"Extremamente grave", diz TI Brasil sobre encontro "discreto" articulado por Wagner
Em abril de 2024, então líder do governo Lula no Senado articulou um encontro "discreto" entre Jorge Messias e Augusto Lima
A ONG anticorrupção Transparência Internacional – Brasil chamou de "extremamente grave" o fato de o senador Jaques Wagner (PT-BA) ter considerado seu gabinete no Senado como o lugar “mais protegido e discreto” para uma reunião entre o advogado-geral da União, Jorge Messias, e Augusto Lima - ex-sócio do Banco Master.
A informação de que o petista articulou a realização do encontro em seu gabinete consta em relatório da Polícia Federal (PF) no âmbito das investigações que ligam o nome do parlamentar ao Master.
"Referente ao conteúdo extraído do aparelho celular de AUGUSTO FERREIRA LIMA, verificaram-se tratativas relacionadas à marcação de encontros entre o Senador JAQUES WAGNER e AUGUSTO FERREIRA LIMA, a serem realizados no gabinete parlamentar.
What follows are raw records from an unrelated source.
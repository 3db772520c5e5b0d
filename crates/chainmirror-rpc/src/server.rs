//! HTTP transport: JSON-RPC 2.0 over POST, single requests and batches.

use std::future::Future;
use std::sync::Arc;

use axum::body::Bytes;
use axum::extract::State;
use axum::routing::post;
use axum::{Json, Router};
use serde_json::Value;
use tokio::net::TcpListener;
use tracing::info;

use chainmirror_core::error::MirrorError;
use chainmirror_core::jsonrpc::{JsonRpcRequest, JsonRpcResponse, RpcId};

use crate::dispatch::Dispatcher;
use crate::error::RpcError;

/// Axum router serving JSON-RPC on `/`.
pub fn router(dispatcher: Arc<Dispatcher>) -> Router {
    Router::new()
        .route("/", post(handle_body))
        .with_state(dispatcher)
}

/// Serve until `shutdown` resolves.
pub async fn serve<F>(
    listener: TcpListener,
    dispatcher: Arc<Dispatcher>,
    shutdown: F,
) -> Result<(), MirrorError>
where
    F: Future<Output = ()> + Send + 'static,
{
    let addr = listener
        .local_addr()
        .map_err(|e| MirrorError::Other(format!("listener address: {e}")))?;
    info!(%addr, "JSON-RPC server listening");
    axum::serve(listener, router(dispatcher))
        .with_graceful_shutdown(shutdown)
        .await
        .map_err(|e| MirrorError::Other(format!("server: {e}")))
}

async fn handle_body(State(dispatcher): State<Arc<Dispatcher>>, body: Bytes) -> Json<Value> {
    Json(handle_payload(&dispatcher, &body).await)
}

fn error_response(error: RpcError) -> JsonRpcResponse {
    JsonRpcResponse::failure(RpcId::Null, error.to_json_error())
}

async fn handle_one(dispatcher: &Dispatcher, value: Value) -> JsonRpcResponse {
    match serde_json::from_value::<JsonRpcRequest>(value) {
        Ok(req) => dispatcher.handle(req).await,
        Err(e) => error_response(RpcError::InvalidRequest(e.to_string())),
    }
}

fn to_json(resp: JsonRpcResponse) -> Value {
    serde_json::to_value(resp).unwrap_or(Value::Null)
}

/// Decode a raw body and answer it. Batches are answered in order.
pub async fn handle_payload(dispatcher: &Dispatcher, body: &[u8]) -> Value {
    let value: Value = match serde_json::from_slice(body) {
        Ok(v) => v,
        Err(e) => return to_json(error_response(RpcError::Parse(e.to_string()))),
    };

    match value {
        Value::Array(items) if items.is_empty() => {
            to_json(error_response(RpcError::InvalidRequest("empty batch".into())))
        }
        Value::Array(items) => {
            let mut responses = Vec::with_capacity(items.len());
            for item in items {
                responses.push(to_json(handle_one(dispatcher, item).await));
            }
            Value::Array(responses)
        }
        Value::Object(_) => to_json(handle_one(dispatcher, value).await),
        other => to_json(error_response(RpcError::InvalidRequest(format!(
            "expected an object or a batch, got {other}"
        )))),
    }
}

#[cfg(test)]
mod tests {
    use super::*;
    use chainmirror_storage::MemoryStore;
    use serde_json::json;

    fn dispatcher() -> Dispatcher {
        Dispatcher::new(Arc::new(MemoryStore::new()), 1, 100)
    }

    #[tokio::test]
    async fn invalid_json_is_parse_error() {
        let resp = handle_payload(&dispatcher(), b"{not json").await;
        assert_eq!(resp["error"]["code"], json!(-32700));
        assert!(resp["id"].is_null());
    }

    #[tokio::test]
    async fn non_request_is_invalid_request() {
        let d = dispatcher();
        for body in [&b"42"[..], b"[]", br#"{"jsonrpc":"2.0","id":1}"#] {
            let resp = handle_payload(&d, body).await;
            assert_eq!(resp["error"]["code"], json!(-32600), "{resp}");
        }
    }

    #[tokio::test]
    async fn batch_answers_in_order() {
        let body = json!([
            { "jsonrpc": "2.0", "id": 1, "method": "eth_chainId" },
            { "jsonrpc": "2.0", "id": "two", "method": "eth_mining" },
            { "jsonrpc": "2.0", "id": 3, "method": "eth_blockNumber", "params": [] }
        ]);
        let resp = handle_payload(&dispatcher(), body.to_string().as_bytes()).await;
        let items = resp.as_array().unwrap();
        assert_eq!(items.len(), 3);
        assert_eq!(items[0]["result"], json!("0x1"));
        assert_eq!(items[1]["id"], json!("two"));
        assert_eq!(items[1]["error"]["code"], json!(-32004));
        assert_eq!(items[2]["result"], json!("0x0"));
    }

    #[tokio::test]
    async fn null_result_is_serialized() {
        let body = br#"{"jsonrpc":"2.0","id":7,"method":"eth_getBlockByNumber","params":["latest",false]}"#;
        let resp = handle_payload(&dispatcher(), body).await;
        assert!(resp.as_object().unwrap().contains_key("result"));
        assert!(resp["result"].is_null());
    }

    #[tokio::test]
    async fn serves_over_http() {
        let listener = TcpListener::bind("127.0.0.1:0").await.unwrap();
        let addr = listener.local_addr().unwrap();
        let (tx, rx) = tokio::sync::oneshot::channel::<()>();
        let server = tokio::spawn(serve(listener, Arc::new(dispatcher()), async {
            let _ = rx.await;
        }));

        let resp = reqwest::Client::new()
            .post(format!("http://{addr}/"))
            .json(&json!({ "jsonrpc": "2.0", "id": 1, "method": "net_version" }))
            .send()
            .await
            .unwrap();
        assert_eq!(resp.status(), reqwest::StatusCode::OK);
        let body: Value = resp.json().await.unwrap();
        assert_eq!(body["id"], json!(1));
        assert_eq!(body["result"], json!("1"));

        tx.send(()).unwrap();
        server.await.unwrap().unwrap();
    }
}
//! chainmirror-evm — chain source and block indexer.

pub mod builder;
pub mod indexer;
pub mod mock;
pub mod source;

pub use builder::IndexerBuilder;
pub use indexer::BlockIndexer;
pub use mock::MockSource;
pub use source::{ChainSource, FetchError, HttpChainSource};
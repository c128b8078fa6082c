//! Blame record model: authors, commits and per-line attribution.

use chrono::{DateTime, FixedOffset};
use serde::{Deserialize, Serialize};
use std::path::{Path, PathBuf};

/// Number of hex characters kept from a full commit hash.
pub const SHORT_SHA_LEN: usize = 8;

/// Truncate a commit hash to its short form.
pub fn short_sha(sha: &str) -> &str {
    sha.get(..SHORT_SHA_LEN).unwrap_or(sha)
}

/// A contiguous, inclusive range of zero-based line numbers in the current file.
#[derive(Debug, Clone, Copy, PartialEq, Eq, Hash, Serialize, Deserialize)]
pub struct LineRange {
    /// First line (0-indexed)
    pub start: usize,
    /// Last line (0-indexed, inclusive)
    pub end: usize,
}

impl LineRange {
    /// Create a new range.
    pub fn new(start: usize, end: usize) -> Self {
        Self { start, end }
    }

    /// A range covering a single line.
    pub fn line(line: usize) -> Self {
        Self::new(line, line)
    }

    /// Check whether a line falls inside the range.
    pub fn contains(&self, line: usize) -> bool {
        line >= self.start && line <= self.end
    }
}

/// An author, unique by name within one blame.
#[derive(Debug, Clone, PartialEq, Eq, Serialize, Deserialize)]
#[serde(rename_all = "camelCase")]
pub struct Author {
    /// Trimmed author name
    pub name: String,
    /// Lines attributed to this author across all of their commits
    pub line_count: usize,
}

impl Author {
    pub(crate) fn new(name: impl Into<String>) -> Self {
        Self {
            name: name.into(),
            line_count: 0,
        }
    }
}

/// Attribution of one line of the current file.
#[derive(Debug, Clone, PartialEq, Eq, Hash, Serialize, Deserialize)]
#[serde(rename_all = "camelCase")]
pub struct CommitLine {
    /// Short hash of the owning commit
    pub sha: String,
    /// Line in the current version of the file (0-indexed)
    pub line: usize,
    /// Line in the commit's version of the file (0-indexed)
    pub original_line: usize,
}

/// A commit that contributes lines to the current file.
#[derive(Debug, Clone, PartialEq, Eq, Serialize, Deserialize)]
#[serde(rename_all = "camelCase")]
pub struct Commit {
    /// Short hash
    pub sha: String,
    /// Path of the blamed file, relative to the repository root
    pub file_name: String,
    /// Name of the owning author
    pub author: String,
    /// Author email, without angle brackets
    pub author_email: String,
    /// Author timestamp, with the recorded zone offset
    pub date: DateTime<FixedOffset>,
    /// Summary line
    pub message: String,
    /// Lines attributed to this commit, in first-seen order
    pub lines: Vec<CommitLine>,
    /// Path recorded by the commit when the file was since renamed
    #[serde(default, skip_serializing_if = "Option::is_none")]
    pub original_file_name: Option<String>,
    /// Short hash of the predecessor commit
    #[serde(default, skip_serializing_if = "Option::is_none")]
    pub previous_sha: Option<String>,
    /// Path of the file in the predecessor commit
    #[serde(default, skip_serializing_if = "Option::is_none")]
    pub previous_file_name: Option<String>,
    /// Whether git marked this as a boundary commit
    #[serde(default)]
    pub boundary: bool,
}

impl Commit {
    /// Copy of this commit carrying only the given lines.
    pub(crate) fn with_lines(&self, lines: Vec<CommitLine>) -> Self {
        Self {
            sha: self.sha.clone(),
            file_name: self.file_name.clone(),
            author: self.author.clone(),
            author_email: self.author_email.clone(),
            date: self.date,
            message: self.message.clone(),
            lines,
            original_file_name: self.original_file_name.clone(),
            previous_sha: self.previous_sha.clone(),
            previous_file_name: self.previous_file_name.clone(),
            boundary: self.boundary,
        }
    }

    /// Lines git has not attributed to any commit yet (working tree changes).
    pub fn is_uncommitted(&self) -> bool {
        !self.sha.is_empty() && self.sha.chars().all(|c| c == '0')
    }

    /// Path of the file as this commit knew it.
    pub fn path_in(&self, repo_root: &Path) -> PathBuf {
        repo_root.join(self.original_file_name.as_deref().unwrap_or(&self.file_name))
    }

    /// Path of the file in the predecessor commit.
    pub fn previous_path_in(&self, repo_root: &Path) -> PathBuf {
        match &self.previous_file_name {
            Some(previous) => repo_root.join(previous),
            None => self.path_in(repo_root),
        }
    }

    /// File name to open when jumping to this commit's version.
    pub fn display_file_name(&self) -> &str {
        self.original_file_name.as_deref().unwrap_or(&self.file_name)
    }
}

/// A parsed blame for one file.
///
/// Authors are ordered by descending line count and commits by descending
/// date. `lines` is indexed by current line number.
#[derive(Debug, Clone, Default, PartialEq, Eq, Serialize, Deserialize)]
#[serde(rename_all = "camelCase")]
pub struct Blame {
    pub authors: Vec<Author>,
    pub commits: Vec<Commit>,
    pub lines: Vec<CommitLine>,
}

impl Blame {
    /// Find an author by name.
    pub fn author(&self, name: &str) -> Option<&Author> {
        self.authors.iter().find(|a| a.name == name)
    }

    /// Find a commit by full or short hash.
    pub fn commit(&self, sha: &str) -> Option<&Commit> {
        let sha = short_sha(sha);
        self.commits.iter().find(|c| c.sha == sha)
    }

    /// Number of lines in the blamed file.
    pub fn line_count(&self) -> usize {
        self.lines.len()
    }

    pub fn is_empty(&self) -> bool {
        self.lines.is_empty()
    }
}

/// A blame view, possibly restricted to a range, plus every line of the file.
#[derive(Debug, Clone, PartialEq, Eq, Serialize, Deserialize)]
#[serde(rename_all = "camelCase")]
pub struct BlameLines {
    pub authors: Vec<Author>,
    pub commits: Vec<Commit>,
    pub lines: Vec<CommitLine>,
    pub all_lines: Vec<CommitLine>,
}

/// Blame of a single line.
#[derive(Debug, Clone, PartialEq, Eq, Serialize, Deserialize)]
#[serde(rename_all = "camelCase")]
pub struct BlameLine {
    /// Author, with `line_count` set to the lines of `commit`
    pub author: Author,
    pub commit: Commit,
    pub line: CommitLine,
}

/// One commit's lines within a range.
#[derive(Debug, Clone, PartialEq, Eq, Serialize, Deserialize)]
#[serde(rename_all = "camelCase")]
pub struct BlameCommitLines {
    pub author: Author,
    pub commit: Commit,
    pub lines: Vec<CommitLine>,
}

/// An addressable location for a commit contributing to a range.
#[derive(Debug, Clone, PartialEq, Eq, Serialize, Deserialize)]
#[serde(rename_all = "camelCase")]
pub struct BlameLocation {
    /// Position of the commit in date order (1-indexed)
    pub index: usize,
    /// Number of commits contributing to the range
    pub commit_count: usize,
    pub sha: String,
    /// File name as the commit knew it
    pub file_name: String,
    /// First line of the commit within the range
    pub line: CommitLine,
}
Conforme sugerem as mensagens analisadas, um desses encontros teria contado com a participação de Messias, possivelmente em referência a JORGE MESSIAS, Advogado-geral da União", diz o documento.
A peça mostra que, em 28 de abril de 2024, Lima enviou uma mensagem ao senador, informando que já se encontrava em Brasília. No dia seguinte, eles mantiveram contato por meio de chamadas de voz, com duração de 5min42s e 1min09s. Ao final da noite, após tentar ligar para Lima, Jaques Wagner envia uma mensagem de áudio a ele.
“Ô Guga..é.. eu falei com o Messias agora e o presidente infelizmente chamou ele amanhã um pouco por causa dessas confusões.. então ele pediu se poderia ser horário de almoço. Que eu continuo achando que o melhor lugar pra fazer seria no meu gabinete, que é o mais protegido e discreto pra todo mundo.. pra ele é natural tá lá, você já teve várias vezes lá com André..", disse o senador no áudio.
"Então não teria tanta atenção chamada. Até porque eu posso ir lá embaixo, chegar mais ou menos junto com você na hora que for marcada e subo e você não precisa nem passar pela identificação. Então eu quero ver se pra você dá, porque ele acabou de me avisar e aí eu confirmaria com ele… sei lá.. meio-dia..", prosseguiu.
"Eu tenho CCJ, mas eu espero que meio-dia já tenha terminado e eu posso fazer lá ou na própria liderança do governo, que é mais perto da comissão, é lá embaixo. É até mais fácil de chegar, entendeu? Veja aí e me mande um zap. Abraço”.
A TI-Brasil se manifestou sobre as informações por meio de publicações no X. "É extremamente grave que o ex-líder do governo Jaques Wagner usasse seu gabinete de senador como o lugar 'mais protegido e discreto' para organizar reunião entre o empresário e seu amigo Augusto Lima, sócio de Vorcaro e hoje investigado por corrupção, e o AGU Messias", escreveu.
Ainda de acordo com a ONG, "a sociedade brasileira jamais pode aceitar que o Senado Federal seja uma casa 'protegida e discreta' para encontros de empresários corruptos com autoridades públicas".
Vai provar inocência?
Jaques Wagner disse nesta sexta ter “certeza de que vai provar sua inocência” nas investigações.
O petista deu a declaração em entrevista à Rádio Baiana FM. Ele afirmou que está “tranquilo“ e que seu foco são as eleições de outubro.
“O inquérito evidentemente demora um tempo. Agora, estou de olho na eleição, temos dois meses para ela acontecer, e sábado vai ser a nossa convenção com a presença do Lula”, pontuou.
“A Polícia Federal que faça o seu trabalho, investigue, proponha ao Ministério Público, o Ministério Público avalie e o magistrado vai julgar. Como diz o presidente Lula, ‘Galego, só quem sabe o que você fez é você mesmo’ – eu sei o que eu fiz e estou tranquilo”, declarou também.